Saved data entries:
**********

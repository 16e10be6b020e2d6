use kcodec::prelude::*;
use proptest::{prelude::*, strategy::Union};

/// A codec graph as plain data, so proptest can generate and shrink it.
#[derive(Debug, Clone, PartialEq)]
pub enum Schema {
    U8,
    U16,
    U32,
    U64,
    I8,
    I16,
    I32,
    I64,
    F16,
    F32,
    F64,
    Bool,
    Text,
    Raw,
    FixedBytes(usize),
    Tuple(Vec<Schema>),
    Struct(Vec<(String, Schema)>),
    Vector(Box<Schema>),
    Optional(Box<Schema>),
    Enum(Vec<(String, Schema)>),
    Mapping(Box<Schema>, Box<Schema>),
}

impl Schema {
    /// Builds the codec graph this schema describes.
    pub fn build(&self) -> CodecResult<CodecRef> {
        Ok(match self {
            Schema::U8 => codec(U8),
            Schema::U16 => codec(U16),
            Schema::U32 => codec(U32),
            Schema::U64 => codec(U64),
            Schema::I8 => codec(I8),
            Schema::I16 => codec(I16),
            Schema::I32 => codec(I32),
            Schema::I64 => codec(I64),
            Schema::F16 => codec(F16),
            Schema::F32 => codec(F32),
            Schema::F64 => codec(F64),
            Schema::Bool => codec(Bool),
            Schema::Text => codec(Text),
            Schema::Raw => codec(Raw),
            Schema::FixedBytes(n) => codec(FixedBytes::new(*n)),
            Schema::Tuple(children) => codec(Tuple::new(
                children.iter().map(Schema::build).collect::<CodecResult<Vec<_>>>()?,
            )),
            Schema::Struct(fields) => codec(Struct::new(build_named(fields)?)?),
            Schema::Vector(child) => codec(Vector::new(child.build()?)),
            Schema::Optional(child) => codec(Optional::new(child.build()?)),
            Schema::Enum(variants) => codec(Enum::new(build_named(variants)?)?),
            Schema::Mapping(k, v) => codec(Mapping::new(k.build()?, v.build()?)),
        })
    }
}

fn build_named(named: &[(String, Schema)]) -> CodecResult<Vec<(String, CodecRef)>> {
    named
        .iter()
        .map(|(name, s)| Ok((name.clone(), s.build()?)))
        .collect()
}

/// arbitrary schema for use with proptest
pub fn arb_schema() -> impl Strategy<Value = Schema> {
    let leaf = prop_oneof![
        // integers
        Just(Schema::U8),
        Just(Schema::U16),
        Just(Schema::U32),
        Just(Schema::U64),
        Just(Schema::I8),
        Just(Schema::I16),
        Just(Schema::I32),
        Just(Schema::I64),
        // floats
        Just(Schema::F16),
        Just(Schema::F32),
        Just(Schema::F64),
        // misc
        Just(Schema::Bool),
        Just(Schema::Text),
        Just(Schema::Raw),
        (0..6usize).prop_map(Schema::FixedBytes),
    ];
    leaf.prop_recursive(
        4,  // max depth
        24, // max nodes
        4,  // max items per collection
        |inner| {
            prop_oneof![
                prop::collection::vec(inner.clone(), 0..4).prop_map(Schema::Tuple),
                prop::collection::vec(inner.clone(), 0..4).prop_map(|fields| {
                    Schema::Struct(
                        fields
                            .into_iter()
                            .enumerate()
                            .map(|(i, s)| (format!("f{}", i), s))
                            .collect(),
                    )
                }),
                inner.clone().prop_map(|s| Schema::Vector(Box::new(s))),
                inner.clone().prop_map(|s| Schema::Optional(Box::new(s))),
                prop::collection::btree_map("[a-zA-Z]{1,6}", inner.clone(), 1..4)
                    .prop_map(|m| Schema::Enum(m.into_iter().collect())),
                (inner.clone(), inner)
                    .prop_map(|(k, v)| Schema::Mapping(Box::new(k), Box::new(v))),
            ]
        },
    )
}

/// arbitrary bytes for use with proptest
pub fn arb_bytes(len: impl Into<prop::collection::SizeRange>) -> impl Strategy<Value = Bytes> {
    prop::collection::vec(any::<u8>(), len).prop_map(Bytes::from)
}

/// One value from each strategy, in order.
fn all_of<I>(strategies: I) -> BoxedStrategy<Vec<Value>>
where
    I: IntoIterator<Item = BoxedStrategy<Value>>,
{
    strategies
        .into_iter()
        .fold(Just(Vec::new()).boxed(), |acc, s| {
            (acc, s)
                .prop_map(|(mut vals, v)| {
                    vals.push(v);
                    vals
                })
                .boxed()
        })
}

/// arbitrary value accepted by the codec `schema` describes
pub fn arb_value(schema: &Schema) -> BoxedStrategy<Value> {
    match schema {
        Schema::U8 => any::<u8>().prop_map(Value::from).boxed(),
        Schema::U16 => any::<u16>().prop_map(Value::from).boxed(),
        Schema::U32 => any::<u32>().prop_map(Value::from).boxed(),
        Schema::U64 => any::<u64>().prop_map(Value::from).boxed(),
        Schema::I8 => any::<i8>().prop_map(Value::from).boxed(),
        Schema::I16 => any::<i16>().prop_map(Value::from).boxed(),
        Schema::I32 => any::<i32>().prop_map(Value::from).boxed(),
        Schema::I64 => any::<i64>().prop_map(Value::from).boxed(),
        // floats as raw bit patterns, NaN payloads included
        Schema::F16 => any::<u16>().prop_map(|b| Value::Float(Float::Half(b))).boxed(),
        Schema::F32 => any::<u32>().prop_map(|b| Value::Float(Float::Single(b))).boxed(),
        Schema::F64 => any::<u64>().prop_map(|b| Value::Float(Float::Double(b))).boxed(),
        Schema::Bool => any::<bool>().prop_map(Value::from).boxed(),
        Schema::Text => any::<String>().prop_map(Value::from).boxed(),
        Schema::Raw => arb_bytes(0..16).prop_map(Value::Bytes).boxed(),
        Schema::FixedBytes(n) => arb_bytes(*n).prop_map(Value::Bytes).boxed(),
        Schema::Tuple(children) => all_of(children.iter().map(arb_value))
            .prop_map(Value::Tuple)
            .boxed(),
        Schema::Struct(fields) => {
            let names: Vec<String> = fields.iter().map(|(n, _)| n.clone()).collect();
            all_of(fields.iter().map(|(_, s)| arb_value(s)))
                .prop_map(move |vals| Value::record(names.clone().into_iter().zip(vals)))
                .boxed()
        }
        Schema::Vector(child) => prop::collection::vec(arb_value(child), 0..5)
            .prop_map(Value::Seq)
            .boxed(),
        Schema::Optional(child) => prop::option::of(arb_value(child))
            .prop_map(|o| Value::Opt(o.map(Box::new)))
            .boxed(),
        Schema::Enum(variants) => {
            let options: Vec<BoxedStrategy<Value>> = variants
                .iter()
                .map(|(name, s)| {
                    let name = name.clone();
                    arb_value(s)
                        .prop_map(move |v| Value::variant(name.clone(), v))
                        .boxed()
                })
                .collect();
            Union::new(options).boxed()
        }
        Schema::Mapping(k, v) => prop::collection::vec((arb_value(k), arb_value(v)), 0..5)
            .prop_map(Value::Map)
            .boxed(),
    }
}

/// arbitrary schema together with a value it accepts
pub fn arb_schema_and_value() -> impl Strategy<Value = (Schema, Value)> {
    arb_schema().prop_flat_map(|s| {
        let v = arb_value(&s);
        (Just(s), v)
    })
}

/// arbitrary integer in the varint domain
pub fn arb_varint() -> impl Strategy<Value = u64> { 0..=MAX_SAFE_INTEGER }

**********

All of the entries should be repeated word for word.

repository 16e10be6b020e2d6
use kcodec::prelude::*;
use proptest::{prelude::*, strategy::Union};

/// A codec graph as plain data, so proptest can generate and shrink it.
#[derive(Debug, Clone, PartialEq)]
pub enum Schema {
    U8,
    U16,
    U32,
    U64,
    I8,
    I16,
    I32,
    I64,
    F16,
    F32,
    F64,
    Bool,
    Text,
    Raw,
    FixedBytes(usize),
    Tuple(Vec<Schema>),
    Struct(Vec<(String, Schema)>),
    Vector(Box<Schema>),
    Optional(Box<Schema>),
    Enum(Vec<(String, Schema)>),
    Mapping(Box<Schema>, Box<Schema>),
}

impl Schema {
    /// Builds the codec graph this schema describes.
    pub fn build(&self) -> CodecResult<CodecRef> {
        Ok(match self {
            Schema::U8 => codec(U8),
            Schema::U16 => codec(U16),
            Schema::U32 => codec(U32),
            Schema::U64 => codec(U64),
            Schema::I8 => codec(I8),
            Schema::I16 => codec(I16),
            Schema::I32 => codec(I32),
            Schema::I64 => codec(I64),
            Schema::F16 => codec(F16),
            Schema::F32 => codec(F32),
            Schema::F64 => codec(F64),
            Schema::Bool => codec(Bool),
            Schema::Text => codec(Text),
            Schema::Raw => codec(Raw),
            Schema::FixedBytes(n) => codec(FixedBytes::new(*n)),
            Schema::Tuple(children) => codec(Tuple::new(
                children.iter().map(Schema::build).collect::<CodecResult<Vec<_>>>()?,
            )),
            Schema::Struct(fields) => codec(Struct::new(build_named(fields)?)?),
            Schema::Vector(child) => codec(Vector::new(child.build()?)),
            Schema::Optional(child) => codec(Optional::new(child.build()?)),
            Schema::Enum(variants) => codec(Enum::new(build_named(variants)?)?),
            Schema::Mapping(k, v) => codec(Mapping::new(k.build()?, v.build()?)),
        })
    }
}

fn build_named(named: &[(String, Schema)]) -> CodecResult<Vec<(String, CodecRef)>> {
    named
        .iter()
        .map(|(name, s)| Ok((name.clone(), s.build()?)))
        .collect()
}

/// arbitrary schema for use with proptest
pub fn arb_schema() -> impl Strategy<Value = Schema> {
    let leaf = prop_oneof![
        // integers
        Just(Schema::U8),
        Just(Schema::U16),
        Just(Schema::U32),
        Just(Schema::U64),
        Just(Schema::I8),
        Just(Schema::I16),
        Just(Schema::I32),
        Just(Schema::I64),
        // floats
        Just(Schema::F16),
        Just(Schema::F32),
        Just(Schema::F64),
        // misc
        Just(Schema::Bool),
        Just(Schema::Text),
        Just(Schema::Raw),
        (0..6usize).prop_map(Schema::FixedBytes),
    ];
    leaf.prop_recursive(
        4,  // max depth
        24, // max nodes
        4,  // max items per collection
        |inner| {
            prop_oneof![
                prop::collection::vec(inner.clone(), 0..4).prop_map(Schema::Tuple),
                prop::collection::vec(inner.clone(), 0..4).prop_map(|fields| {
                    Schema::Struct(
                        fields
                            .into_iter()
                            .enumerate()
                            .map(|(i, s)| (format!("f{}", i), s))
                            .collect(),
                    )
                }),
                inner.clone().prop_map(|s| Schema::Vector(Box::new(s))),
                inner.clone().prop_map(|s| Schema::Optional(Box::new(s))),
                prop::collection::btree_map("[a-zA-Z]{1,6}", inner.clone(), 1..4)
                    .prop_map(|m| Schema::Enum(m.into_iter().collect())),
                (inner.clone(), inner)
                    .prop_map(|(k, v)| Schema::Mapping(Box::new(k), Box::new(v))),
            ]
        },
    )
}

/// arbitrary bytes for use with proptest
pub fn arb_bytes(len: impl Into<prop::collection::SizeRange>) -> impl Strategy<Value = Bytes> {
    prop::collection::vec(any::<u8>(), len).prop_map(Bytes::from)
}

/// One value from each strategy, in order.
fn all_of<I>(strategies: I) -> BoxedStrategy<Vec<Value>>
where
    I: IntoIterator<Item = BoxedStrategy<Value>>,
{
    strategies
        .into_iter()
        .fold(Just(Vec::new()).boxed(), |acc, s| {
            (acc, s)
                .prop_map(|(mut vals, v)| {
                    vals.push(v);
                    vals
                })
                .boxed()
        })
}

/// arbitrary value accepted by the codec `schema` describes
pub fn arb_value(schema: &Schema) -> BoxedStrategy<Value> {
    match schema {
        Schema::U8 => any::<u8>().prop_map(Value::from).boxed(),
        Schema::U16 => any::<u16>().prop_map(Value::from).boxed(),
        Schema::U32 => any::<u32>().prop_map(Value::from).boxed(),
        Schema::U64 => any::<u64>().prop_map(Value::from).boxed(),
        Schema::I8 => any::<i8>().prop_map(Value::from).boxed(),
        Schema::I16 => any::<i16>().prop_map(Value::from).boxed(),
        Schema::I32 => any::<i32>().prop_map(Value::from).boxed(),
        Schema::I64 => any::<i64>().prop_map(Value::from).boxed(),
        // floats as raw bit patterns, NaN payloads included
        Schema::F16 => any::<u16>().prop_map(|b| Value::Float(Float::Half(b))).boxed(),
        Schema::F32 => any::<u32>().prop_map(|b| Value::Float(Float::Single(b))).boxed(),
        Schema::F64 => any::<u64>().prop_map(|b| Value::Float(Float::Double(b))).boxed(),
        Schema::Bool => any::<bool>().prop_map(Value::from).boxed(),
        Schema::Text => any::<String>().prop_map(Value::from).boxed(),
        Schema::Raw => arb_bytes(0..16).prop_map(Value::Bytes).boxed(),
        Schema::FixedBytes(n) => arb_bytes(*n).prop_map(Value::Bytes).boxed(),
        Schema::Tuple(children) => all_of(children.iter().map(arb_value))
            .prop_map(Value::Tuple)
            .boxed(),
        Schema::Struct(fields) => {
            let names: Vec<String> = fields.iter().map(|(n, _)| n.clone()).collect();
            all_of(fields.iter().map(|(_, s)| arb_value(s)))
                .prop_map(move |vals| Value::record(names.clone().into_iter().zip(vals)))
                .boxed()
        }
        Schema::Vector(child) => prop::collection::vec(arb_value(child), 0..5)
            .prop_map(Value::Seq)
            .boxed(),
        Schema::Optional(child) => prop::option::of(arb_value(child))
            .prop_map(|o| Value::Opt(o.map(Box::new)))
            .boxed(),
        Schema::Enum(variants) => {
            let options: Vec<BoxedStrategy<Value>> = variants
                .iter()
                .map(|(name, s)| {
                    let name = name.clone();
                    arb_value(s)
                        .prop_map(move |v| Value::variant(name.clone(), v))
                        .boxed()
                })
                .collect();
            Union::new(options).boxed()
        }
        Schema::Mapping(k, v) => prop::collection::vec((arb_value(k), arb_value(v)), 0..5)
            .prop_map(Value::Map)
            .boxed(),
    }
}

/// arbitrary schema together with a value it accepts
pub fn arb_schema_and_value() -> impl Strategy<Value = (Schema, Value)> {
    arb_schema().prop_flat_map(|s| {
        let v = arb_value(&s);
        (Just(s), v)
    })
}

/// arbitrary integer in the varint domain
pub fn arb_varint() -> impl Strategy<Value = u64> { 0..=MAX_SAFE_INTEGER }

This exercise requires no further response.